Time to get back to the basics. I use trig at work, and at home in PyGame\Processing, but I like understanding the fundamentals of how it works. So I sat down this afternoon and made up a “SohCahToa” PyGame program that really illustrates (to me at least) what the values behind sine, cosine and tangent mean. They are after all, ratios of the sides of a triangle.
So the mnemonic device is “Soh-Cah-Toa”, which means:
- Sine = Opposite / Hypotenuse
- Cosine = Adjacent / Hypotenuse
- Tangent = Opposite / Adjacent
I wanted a visual way to see this in action, and that’s what this little program does:
Click through (twice) to larger image...
It plots a triangle defined by the opposite, adjacent, and hypotenuse sides. As time goes by ‘degrees \ radians \ pi’ values increase, and the triangle changes. The lengths of each side are plotted, and at the bottom, the math behind the sin, cos, and tan are shown in real-time.

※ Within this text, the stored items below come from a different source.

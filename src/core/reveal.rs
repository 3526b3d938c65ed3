// Intersection-driven reveal bookkeeping.
//
// A [`RevealTracker`] owns one [`TargetState`] per observed element and turns
// raw intersection callbacks into staggered show/hide actions. Stagger order
// is derived from each target's position in its group (document order), never
// from the order in which callbacks arrive.

#[derive(Clone, Copy, Debug, PartialEq, Eq)]
pub enum RevealMode {
    /// Reveal once, then stop observing.
    OneShot,
    /// Hide again when the target leaves the viewport.
    Reversible,
}

#[derive(Clone, Copy, Debug, PartialEq, Eq)]
pub enum Cascade {
    /// Only the intersecting target is revealed, delayed by its own index.
    Own,
    /// Any intersecting member reveals its whole group in order.
    Group,
}

#[derive(Clone, Copy, Debug, PartialEq)]
pub struct RevealSpec {
    pub selector: &'static str,
    pub class: &'static str,
    pub threshold: f64,
    pub root_margin: &'static str,
    pub stagger_ms: u32,
    pub mode: RevealMode,
    pub cascade: Cascade,
}

#[derive(Clone, Copy, Debug, Default, PartialEq, Eq)]
pub enum TargetState {
    #[default]
    Pending,
    Revealed,
}

#[derive(Clone, Copy, Debug, PartialEq, Eq)]
pub enum RevealAction {
    Show { target: usize, delay_ms: u32 },
    Hide { target: usize },
    Unobserve { target: usize },
}

#[derive(Clone, Debug)]
pub struct RevealTracker {
    mode: RevealMode,
    cascade: Cascade,
    stagger_ms: u32,
    groups: Vec<usize>,
    states: Vec<TargetState>,
}

impl RevealTracker {
    /// `groups[i]` is the group id of target `i`; targets are given in
    /// document order.
    pub fn new(spec: &RevealSpec, groups: Vec<usize>) -> Self {
        Self {
            mode: spec.mode,
            cascade: spec.cascade,
            stagger_ms: spec.stagger_ms,
            states: vec![TargetState::Pending; groups.len()],
            groups,
        }
    }

    pub fn state(&self, target: usize) -> Option<TargetState> {
        self.states.get(target).copied()
    }

    /// Position of `target` among the members of its own group.
    pub fn sibling_index(&self, target: usize) -> usize {
        let group = self.groups[target];
        self.groups[..target].iter().filter(|g| **g == group).count()
    }

    fn delay_for(&self, target: usize) -> u32 {
        self.stagger_ms * self.sibling_index(target) as u32
    }

    pub fn intersect(&mut self, target: usize, intersecting: bool) -> Vec<RevealAction> {
        let Some(state) = self.state(target) else {
            return Vec::new();
        };
        let mut actions = Vec::new();
        match (intersecting, state) {
            (true, TargetState::Pending) => match self.cascade {
                Cascade::Own => self.reveal(target, &mut actions),
                Cascade::Group => {
                    let group = self.groups[target];
                    let members: Vec<usize> = (0..self.groups.len())
                        .filter(|i| self.groups[*i] == group)
                        .collect();
                    for member in members {
                        if self.states[member] == TargetState::Pending {
                            self.reveal(member, &mut actions);
                        }
                    }
                }
            },
            (false, TargetState::Revealed) if self.mode == RevealMode::Reversible => {
                self.states[target] = TargetState::Pending;
                actions.push(RevealAction::Hide { target });
            }
            _ => {}
        }
        actions
    }

    fn reveal(&mut self, target: usize, actions: &mut Vec<RevealAction>) {
        self.states[target] = TargetState::Revealed;
        actions.push(RevealAction::Show {
            target,
            delay_ms: self.delay_for(target),
        });
        if self.mode == RevealMode::OneShot {
            actions.push(RevealAction::Unobserve { target });
        }
    }
}

/// Assign group ids by first appearance of equal keys.
pub fn group_ids<K: PartialEq>(keys: &[K]) -> Vec<usize> {
    let mut seen: Vec<&K> = Vec::new();
    keys.iter()
        .map(|k| match seen.iter().position(|s| *s == k) {
            Some(i) => i,
            None => {
                seen.push(k);
                seen.len() - 1
            }
        })
        .collect()
}
/// Shared page background driven by whichever `[data-bg-color]` section sits
/// in the central band of the viewport.
#[derive(Clone, Debug, Default)]
pub struct Backdrop {
    color: Option<String>,
    owner: Option<usize>,
    blob_active: bool,
}

#[derive(Clone, Debug, PartialEq, Eq)]
pub enum BackdropChange {
    /// Write `color` to the layer and the `--blob-color` property, then
    /// restart the blob animation.
    Recolor { color: String },
    /// Same color came back after the blob went out; restart the blob only.
    ActivateBlob,
    /// The owning section left the band.
    DeactivateBlob,
}

impl Backdrop {
    pub fn new() -> Self {
        Self::default()
    }

    pub fn color(&self) -> Option<&str> {
        self.color.as_deref()
    }

    pub fn blob_active(&self) -> bool {
        self.blob_active
    }

    /// Section `section` entered the band. Same color as the active one
    /// never rewrites the color; it only brings back a deactivated blob.
    pub fn enter(&mut self, section: usize, color: &str) -> Option<BackdropChange> {
        let color = color.trim();
        if color.is_empty() {
            return None;
        }
        if self.color.as_deref() == Some(color) {
            self.owner = Some(section);
            if self.blob_active {
                return None;
            }
            self.blob_active = true;
            return Some(BackdropChange::ActivateBlob);
        }
        self.color = Some(color.to_string());
        self.owner = Some(section);
        self.blob_active = true;
        Some(BackdropChange::Recolor {
            color: color.to_string(),
        })
    }

    /// Section `section` left the band. Only the owner deactivates the blob;
    /// the color is kept until another section takes over.
    pub fn exit(&mut self, section: usize) -> Option<BackdropChange> {
        if self.owner != Some(section) || !self.blob_active {
            return None;
        }
        self.owner = None;
        self.blob_active = false;
        Some(BackdropChange::DeactivateBlob)
    }
}
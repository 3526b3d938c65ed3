pub mod keyboard;
pub mod pointer;
pub mod scroll;

pub use keyboard::wire_global_keydown;
pub use pointer::{wire_cursor, wire_magnetic, wire_tilt, wire_work_hover};
pub use scroll::{wire_nav_scroll, wire_parallax};
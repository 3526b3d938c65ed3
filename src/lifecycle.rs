use crate::constants::{
    ACTIVE, ANCHOR_LINKS, HIDDEN, LOADED, LOADER_ID, LOADING, MOBILE_OPEN, NAV_LINKS,
    NAV_MENU_BTN, REVEAL_UP,
};
use crate::core::constants::{ANCHOR_HEADER_OFFSET, LOADER_HIDE_MS, LOADER_RELEASE_MS};
use crate::core::ReadyState;
use crate::dom;
use gloo_timers::callback::Timeout;
use std::rc::Rc;
use wasm_bindgen::JsCast;
use web_sys as web;

fn set_entry_animations(document: &web::Document, state: &str) {
    for el in dom::query_all(document, REVEAL_UP) {
        dom::set_style(&el, "animation-play-state", state);
    }
}

/// Hold the hero entry animations until the start-up loader has gone.
pub fn pause_entry_animations(document: &web::Document) {
    set_entry_animations(document, "paused");
}

pub fn run_loader(document: &web::Document) {
    if let Some(body) = document.body() {
        dom::add_class(&body, LOADING);
    }
    let doc = document.clone();
    Timeout::new(LOADER_HIDE_MS, move || {
        match dom::by_id(&doc, LOADER_ID) {
            Some(loader) => dom::add_class(&loader, HIDDEN),
            None => log::debug!("[loader] no #{LOADER_ID}"),
        }
        if let Some(body) = doc.body() {
            dom::remove_class(&body, LOADING);
        }
        Timeout::new(LOADER_RELEASE_MS, move || {
            set_entry_animations(&doc, "running");
            log::debug!("[loader] entry animations released");
        })
        .forget();
    })
    .forget();
}

/// Hamburger button and the link list it opens on small screens.
pub struct MobileMenu {
    button: web::HtmlElement,
    links: Option<web::HtmlElement>,
}

impl MobileMenu {
    pub fn toggle(&self) {
        _ = self.button.class_list().toggle(ACTIVE);
        if let Some(links) = &self.links {
            _ = links.class_list().toggle(MOBILE_OPEN);
        }
    }

    pub fn close(&self) {
        dom::remove_class(&self.button, ACTIVE);
        if let Some(links) = &self.links {
            dom::remove_class(links, MOBILE_OPEN);
        }
    }
}

pub fn wire_mobile_menu(document: &web::Document) -> Option<Rc<MobileMenu>> {
    let button = dom::query_one(document, NAV_MENU_BTN)?;
    let links = dom::query_one(document, NAV_LINKS);
    let menu = Rc::new(MobileMenu {
        button: button.clone(),
        links: links.clone(),
    });

    let m = menu.clone();
    dom::add_click_listener(&button, move |_| m.toggle());

    if let Some(links) = links {
        for a in dom::query_within(&links, "a") {
            let m = menu.clone();
            dom::add_click_listener(&a, move |_| m.close());
        }
    }
    Some(menu)
}

/// In-page anchors scroll smoothly, leaving room for the fixed header.
pub fn wire_smooth_scroll(document: &web::Document) {
    for anchor in dom::query_all(document, ANCHOR_LINKS) {
        let doc = document.clone();
        let a = anchor.clone();
        dom::add_click_listener(&anchor, move |ev| {
            ev.prevent_default();
            let Some(href) = a.get_attribute("href") else {
                return;
            };
            // A bare "#" is not a valid selector.
            if href.len() < 2 {
                return;
            }
            let Ok(Some(target)) = doc.query_selector(&href) else {
                return;
            };
            let Some(w) = web::window() else {
                return;
            };
            let top = target.get_bounding_client_rect().top() + dom::scroll_y() - ANCHOR_HEADER_OFFSET;
            let opts = web::ScrollToOptions::new();
            opts.set_top(top);
            opts.set_behavior(web::ScrollBehavior::Smooth);
            w.scroll_to_with_scroll_to_options(&opts);
        });
    }
}

/// Mark `<body>` once every resource has loaded.
pub fn wire_loaded(document: &web::Document) {
    let mark = |doc: &web::Document| {
        if let Some(body) = doc.body() {
            dom::add_class(&body, LOADED);
        }
    };
    if ReadyState::parse(&document.ready_state()).is_loaded() {
        mark(document);
        return;
    }
    let doc = document.clone();
    let closure = wasm_bindgen::closure::Closure::once(move || {
        mark(&doc);
        log::info!("[lifecycle] loaded");
    });
    if let Some(w) = web::window() {
        _ = w.add_event_listener_with_callback("load", closure.as_ref().unchecked_ref());
    }
    closure.forget();
}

The source code is online here, feel free to grab it:
http://www.akeric.com/python/sohCahToa01.py
Also, with a lot of help from this post (and several followup emails from its author), I was able to (finally) turn my PyGame apps into Windows executable. Find the zipped version here:
http://www.akeric.com/python/sohCahToa01.zip
I built it with Python 2.6.2 and PyGame 1.9.1, but nothing fancy is going on with either, so it should work with older versions.